In Atlanta, while it is difficult to sort out strategies and actions originating with the board as opposed to staff, Vulgamore's tenure was marked by a musicians' strike, squabbles with community groups, deficits, board resignations in protest and a large staff turnover shortly after her arrival.

She is credited with crafting a somewhat innovative collaboration with two conductors - music director Robert Spano and principal guest Donald Runnicles - and has managed to attract fans beyond the usual classical music club.

"I believe there are many in the Atlanta community who, when it came to classical music, could take it or leave it," former Georgia Gov. Zell Miller told the Atlanta Constitution-Journal. "Now they have taken it because of Allison and found out they loved it."

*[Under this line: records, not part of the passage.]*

impl DiagnosticBuilder {
    /// Create a new diagnostic builder
    ///
    /// # Arguments
    ///
    /// * `level` - The diagnostic level (error, warning, etc.)
    /// * `message` - The main diagnostic message
    ///
    /// # Examples
    ///
    /// ```
    /// use vire_util::diagnostic::{DiagnosticBuilder, Level};
    ///
    /// let builder = DiagnosticBuilder::new(Level::Error, "something went wrong");
    /// ```
    pub fn new(level: Level, message: impl Into<String>) -> Self {
        Self {
            level,
            message: message.into(),
            span: Span::DUMMY,
            code: None,
            notes: Vec::new(),
            helps: Vec::new(),
            snippets: Vec::new(),
        }
    }

    /// Create an error builder
    ///
    /// # Examples
    ///
    /// ```
    /// use vire_util::diagnostic::DiagnosticBuilder;
    ///
    /// let builder = DiagnosticBuilder::error("unexpected token");
    /// ```
    pub fn error(message: impl Into<String>) -> Self {
        Self::new(Level::Error, message)
    }

    /// Create a warning builder
    ///
    /// # Examples
    ///
    /// ```
    /// use vire_util::diagnostic::DiagnosticBuilder;
    ///
    /// let builder = DiagnosticBuilder::warning("unused variable");
    /// ```
    pub fn warning(message: impl Into<String>) -> Self {
        Self::new(Level::Warning, message)
    }

    /// Set the diagnostic code
    ///
    /// # Examples
    ///
    /// ```
    /// use vire_util::diagnostic::{DiagnosticBuilder, DiagnosticCode};
    ///
    /// let builder = DiagnosticBuilder::error("type mismatch")
    ///     .code(DiagnosticCode::new(3001, "type_mismatch"));
    /// ```
    pub fn code(mut self, code: DiagnosticCode) -> Self {
        self.code = Some(code);
        self
    }

    /// Set the source span
    ///
    /// # Examples
    ///
    /// ```
    /// use vire_util::diagnostic::{DiagnosticBuilder, Span};
    ///
    /// let span = Span::new(10, 20, 1, 5);
    /// let builder = DiagnosticBuilder::error("error here").span(span);
    /// ```
    pub fn span(mut self, span: Span) -> Self {
        self.span = span;
        self
    }

    /// Add a note to the diagnostic
    ///
    /// Notes provide additional context about the diagnostic.
    ///
    /// # Examples
    ///
    /// ```
    /// use vire_util::diagnostic::DiagnosticBuilder;
    ///
    /// let builder = DiagnosticBuilder::error("type mismatch")
    ///     .note("expected type `i32`")
    ///     .note("found type `String`");
    /// ```
    pub fn note(mut self, note: impl Into<String>) -> Self {
        self.notes.push(note.into());
        self
    }

    /// Add a help suggestion to the diagnostic
    ///
    /// Helps provide actionable suggestions for fixing the issue.
    ///
    /// # Examples
    ///
    /// ```
    /// use vire_util::diagnostic::DiagnosticBuilder;
    ///
    /// let builder = DiagnosticBuilder::error("unexpected token")
    ///     .help("try removing the semicolon");
    /// ```
    pub fn help(mut self, help: impl Into<String>) -> Self {
        self.helps.push(help.into());
        self
    }

    /// Add a note to the diagnostic (alias for `note`)
    ///
    /// Notes provide additional context about the diagnostic.
    /// This is an alias for [`DiagnosticBuilder::note`] following the
    /// convention used in the Diagnostic API.
    ///
    /// # Examples
    ///
    /// ```
    /// use vire_util::diagnostic::DiagnosticBuilder;
    ///
    /// let builder = DiagnosticBuilder::error("type mismatch")
    ///     .with_note("expected type `i32`")
    ///     .with_note("found type `String`");
    /// ```
    pub fn with_note(mut self, note: impl Into<String>) -> Self {
        self.notes.push(note.into());
        self
    }

    /// Add a help suggestion to the diagnostic (alias for `help`)
    ///
    /// Helps provide actionable suggestions for fixing the issue.
    /// This is an alias for [`DiagnosticBuilder::help`] following the
    /// convention used in the Diagnostic API.
    ///
    /// # Examples
    ///
    /// ```
    /// use vire_util::diagnostic::DiagnosticBuilder;
    ///
    /// let builder = DiagnosticBuilder::error("unexpected token")
    ///     .with_help("try removing the semicolon");
    /// ```
    pub fn with_help(mut self, help: impl Into<String>) -> Self {
        self.helps.push(help.into());
        self
    }

    /// Add a source code snippet
    ///
    /// # Examples
    ///
    /// ```
    /// use vire_util::diagnostic::{DiagnosticBuilder, SourceSnippet};
    ///
    /// let snippet = SourceSnippet::new(
    ///     "let x = 42;",
    ///     1,
    ///     5,
    ///     6,
    ///     Some("variable name"),
    /// );
    ///
    /// let builder = DiagnosticBuilder::error("invalid name")
    ///     .snippet(snippet);
    /// ```
    pub fn snippet(mut self, snippet: SourceSnippet) -> Self {
        self.snippets.push(snippet);
        self
    }

    /// Build the diagnostic
    ///
    /// # Examples
    ///
    /// ```
    /// use vire_util::diagnostic::{DiagnosticBuilder, Span};
    ///
    /// let diag = DiagnosticBuilder::error("something went wrong")
    ///     .span(Span::DUMMY)
    ///     .build();
    /// ```
    pub fn build(self) -> Diagnostic {
        Diagnostic {
            level: self.level,
            message: self.message,
            span: self.span,
            code: self.code,
            notes: self.notes,
            helps: self.helps,
            snippets: self.snippets,
        }
    }

    /// Build and emit the diagnostic to the given handler
    ///
    /// This is a convenience method that builds the diagnostic and
    /// immediately emits it to the provided handler.
    ///
    /// # Examples
    ///
    /// ```
    /// use vire_util::diagnostic::{DiagnosticBuilder, Handler, Span};
    ///
    /// let handler = Handler::new();
    /// DiagnosticBuilder::error("something went wrong")
    ///     .span(Span::DUMMY)
    ///     .emit(&handler);
    ///
    /// assert!(handler.has_errors());
    /// ```
    pub fn emit(self, handler: &super::Handler) {
        handler.emit_diagnostic(self.build());
    }
}

#[cfg(test)]
mod tests {
    use super::*;

    #[test]
    fn test_source_snippet_new() {
        let snippet = SourceSnippet::new("let x = 42;", 1, 5, 6, Some("variable"));
        assert_eq!(snippet.line, "let x = 42;");
        assert_eq!(snippet.line_number, 1);
        assert_eq!(snippet.start_column, 5);
        assert_eq!(snippet.end_column, 6);
        assert_eq!(snippet.label, Some("variable".to_string()));
    }

    #[test]
    fn test_source_snippet_point() {
        let snippet = SourceSnippet::point("let x = 42;", 1, 5);
        assert_eq!(snippet.start_column, 5);
        assert_eq!(snippet.end_column, 5);
        assert_eq!(snippet.label, None);
    }

    #[test]
    fn test_source_snippet_with_label() {
        let snippet = SourceSnippet::new("let x = 42;", 1, 5, 6, None::<String>).with_label("test");
        assert_eq!(snippet.label, Some("test".to_string()));
    }

    #[test]
    fn test_source_snippet_format() {
        let snippet = SourceSnippet::new("let x = 42;", 1, 5, 6, Some("here"));
        let formatted = snippet.format();
        assert!(formatted.contains("let x = 42;"));
        assert!(formatted.contains("^"));
        assert!(formatted.contains("here"));
    }

    #[test]
    fn test_builder_error() {
        let diag = DiagnosticBuilder::error("test error")
            .span(Span::DUMMY)
            .build();

        assert_eq!(diag.level, Level::Error);
        assert_eq!(diag.message, "test error");
    }

    #[test]
    fn test_builder_warning() {
        let diag = DiagnosticBuilder::warning("test warning")
            .span(Span::DUMMY)
            .build();

        assert_eq!(diag.level, Level::Warning);
    }

    #[test]
    fn test_builder_code() {
        let code = DiagnosticCode::new("test", 1001);
        let diag = DiagnosticBuilder::error("test")
            .code(code)
            .span(Span::DUMMY)
            .build();

        assert_eq!(diag.code, Some(code));
    }

    #[test]
    fn test_builder_notes_and_helps() {
        let diag = DiagnosticBuilder::error("test")
            .note("note 1")
            .note("note 2")
            .help("help 1")
            .help("help 2")
            .span(Span::DUMMY)
            .build();

        assert_eq!(diag.notes, vec!["note 1", "note 2"]);
        assert_eq!(diag.helps, vec!["help 1", "help 2"]);
    }

    #[test]
    fn test_builder_snippet() {
        let snippet = SourceSnippet::point("test", 1, 1);
        let diag = DiagnosticBuilder::error("test")
            .snippet(snippet.clone())
            .span(Span::DUMMY)
            .build();

        assert_eq!(diag.snippets.len(), 1);
        assert_eq!(diag.snippets[0].line, "test");
    }

    #[test]
    fn test_builder_fluent() {
        let code = DiagnosticCode::new("unexpected_token", 2001);
        let snippet = SourceSnippet::new("fn main() {", 1, 1, 3, Some("here"));

        let diag = DiagnosticBuilder::error("unexpected token")
            .code(code)
            .span(Span::new(0, 2, 1, 1))
            .note("parser encountered an unexpected token")
            .help("try checking the syntax")
            .snippet(snippet)
            .build();

        assert_eq!(diag.level, Level::Error);
        assert_eq!(diag.code, Some(code));
        assert_eq!(diag.notes.len(), 1);
        assert_eq!(diag.helps.len(), 1);
        assert_eq!(diag.snippets.len(), 1);
    }

    #[test]
    fn test_builder_with_note() {
        let diag = DiagnosticBuilder::error("test")
            .with_note("note 1")
            .with_note("note 2")
            .span(Span::DUMMY)
            .build();

        assert_eq!(diag.notes, vec!["note 1", "note 2"]);
    }

    #[test]
    fn test_builder_with_help() {
        let diag = DiagnosticBuilder::error("test")
            .with_help("help 1")
            .with_help("help 2")
            .span(Span::DUMMY)
            .build();

        assert_eq!(diag.helps, vec!["help 1", "help 2"]);
    }

    #[test]
    fn test_builder_emit() {
        use super::super::Handler;

        let handler = Handler::new();
        DiagnosticBuilder::error("test error")
            .span(Span::DUMMY)
            .emit(&handler);

        assert!(handler.has_errors());
        assert_eq!(handler.error_count(), 1);
    }

    #[test]
    fn test_builder_emit_with_code() {
        use super::super::Handler;

        let handler = Handler::new();
        DiagnosticBuilder::error("type error")
            .code(DiagnosticCode::E0002)
            .span(Span::DUMMY)
            .emit(&handler);

        let diags = handler.diagnostics();
        assert_eq!(diags.len(), 1);
        assert_eq!(diags[0].code, Some(DiagnosticCode::E0002));
    }
}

"The Board of the Atlanta Symphony has a sense of profound regret and respect as it acknowledges Allison's decision not to renew her contract as president and CEO at the end of the current season," said ASO board chairman Ben Johnson in a prepared statement. "This is a decision that we have unsuccessfully sought to have her reconsider."

The Atlanta Symphony has more than tripled its budget since Vulgamore's arrival, to $50 million in 2008 from $15.8 million in 1993, which would put it in the company of the largest orchestras in the country. But those numbers are rolled in with non-orchestra subsidiary businesses, including a new 12,000-seat amphitheater that books popular acts (for which the Atlanta Symphony sometimes plays backup).

The orchestra acquired SD&A Teleservices, Inc., a firm that designs and manages "telephone-based fund-raising, membership, and subscription sales campaigns for nonprofit organizations across the United States," including the Philadelphia Orchestra, according to marketing materials.

The Verizon Wireless Amphitheatre at Encore Park in the northern Atlanta suburb of Alpharetta was opened a year and half ago as a "revenue-generating exercise" (in the words of one orchestra executive) that other orchestras would want to emulate.

"Arts groups are searching for new models, and the message is that you have to embrace an entrepreneurial spirit," Vulgamore told the Journal-Constitution.

Whether the new revenue-generating ventures will stem a string of deficits the Atlanta Symphony has run during the past several years remains to be seen.

Vulgamore's salary during this time has zoomed, from $275,305 in 2000 to $439,721 in 2003, according to the Journal-Constitution. It jumped again - to $597,669 in the nine months ending May 31, 2008, according to forms filed with the IRS.

This is considerably more than compensation for Undercofler, who had been dean of the Eastman School of Music in Rochester, N.Y., whose salary was $420,000 for the year ending Aug. 31, 2008, according to the orchestra's tax returns.